API of ruleset
From a bottom-up perspective, the next thing that needs designing is the chess ruleset. Ideally the ruleset will be separated from the board/AI implementation. This issue, then, is a little bit of brainstorming on the overview of the API.
rules
will be either a module or a class. I don't believe we'll need to hold any instance variables, so a module makes most sense. But for most people, a class/object is more "natural" to pass around. But seeing as everything is an object in Python, a module will probably suffice.

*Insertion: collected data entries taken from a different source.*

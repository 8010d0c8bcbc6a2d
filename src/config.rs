use serde::{Deserialize, Serialize};
use std::env;
use std::fs;
use std::path::{Path, PathBuf};

use crate::error::{ListingError, Result};

pub const DEFAULT_CONFIG_PATH: &str = "config.toml";

#[derive(Debug, Clone, Default, PartialEq, Serialize, Deserialize)]
#[serde(default)]
pub struct Config {
    pub database: DatabaseConfig,
    pub server: ServerConfig,
    pub import: ImportConfig,
}

#[derive(Debug, Clone, PartialEq, Serialize, Deserialize)]
#[serde(default)]
pub struct DatabaseConfig {
    pub path: PathBuf,
}

impl Default for DatabaseConfig {
    fn default() -> Self {
        Self {
            path: PathBuf::from("data/listings.db"),
        }
    }
}

#[derive(Debug, Clone, PartialEq, Serialize, Deserialize)]
#[serde(default)]
pub struct ServerConfig {
    pub host: String,
    pub port: u16,
}

impl Default for ServerConfig {
    fn default() -> Self {
        Self {
            host: "0.0.0.0".to_string(),
            port: 8000,
        }
    }
}

#[derive(Debug, Clone, PartialEq, Serialize, Deserialize)]
#[serde(default)]
pub struct ImportConfig {
    /// Rows per committed sub-transaction. `0` imports the whole file in one transaction.
    pub batch_size: usize,
}

impl Default for ImportConfig {
    fn default() -> Self {
        Self { batch_size: 500 }
    }
}

impl Config {
    /// Loads the TOML file at `path` (defaults when it does not exist) and
    /// applies `DATABASE_PATH`, `HOST`, `PORT` and `IMPORT_BATCH_SIZE` overrides.
    pub fn load(path: &Path) -> Result<Self> {
        let mut config = if path.exists() {
            let config_content = fs::read_to_string(path).map_err(|e| {
                ListingError::Config(format!(
                    "Failed to read config file '{}': {}",
                    path.display(),
                    e
                ))
            })?;
            toml::from_str(&config_content)?
        } else {
            Config::default()
        };

        config.apply_overrides(|key| env::var(key).ok())?;
        Ok(config)
    }

    fn apply_overrides<F>(&mut self, lookup: F) -> Result<()>
    where
        F: Fn(&str) -> Option<String>,
    {
        if let Some(path) = lookup("DATABASE_PATH") {
            self.database.path = PathBuf::from(path);
        }
        if let Some(host) = lookup("HOST") {
            self.server.host = host;
        }
        if let Some(port) = lookup("PORT") {
            self.server.port = port
                .trim()
                .parse()
                .map_err(|_| ListingError::Config(format!("PORT must be a port number, got '{}'", port)))?;
        }
        if let Some(batch_size) = lookup("IMPORT_BATCH_SIZE") {
            self.import.batch_size = batch_size.trim().parse().map_err(|_| {
                ListingError::Config(format!(
                    "IMPORT_BATCH_SIZE must be a non-negative integer, got '{}'",
                    batch_size
                ))
            })?;
        }
        Ok(())
    }
}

It will, to my estimate, contain the following functions:
-
legal_moves(position)
- all legal moves (from-to) for a given position -
lines_of_attack(position)
- all squares under attack. Not sure if it needs to return from-to's? In any case, not all attacks are legal moves, but do count towards a check[mate]. -
do_move(position, move, force)
- return a new position. don't perform checks if force is true. -
is_check(position)
- obvious -
is_stale(position)
- no possible moves -
is_checkmate(position)
- both of the above -
is_stalemate(position)
- stale without check -
is_gameover(position)
- obvious. possibly return enum of the type of gameover -
is_draw(position)
- 50-move or insufficient material -
is_threefold_repetition(?)
- A sort of draw when the same position occurs thrice. This would require building a historykeeper into the ruleset. Do this? -
is_insufficient_material(position)
- not enough material to play
Of these functions, only lines_of_attack
isn't meant to be exposed in the proposed Game API.
is_threefold_repetition
is rather annoying, because it would mean building a historykeeper into the ruleset rather than into the Game. This is a bit less elegant than I'd intended. But it appears necessary for a to-the-book chess implementation. Thoughts?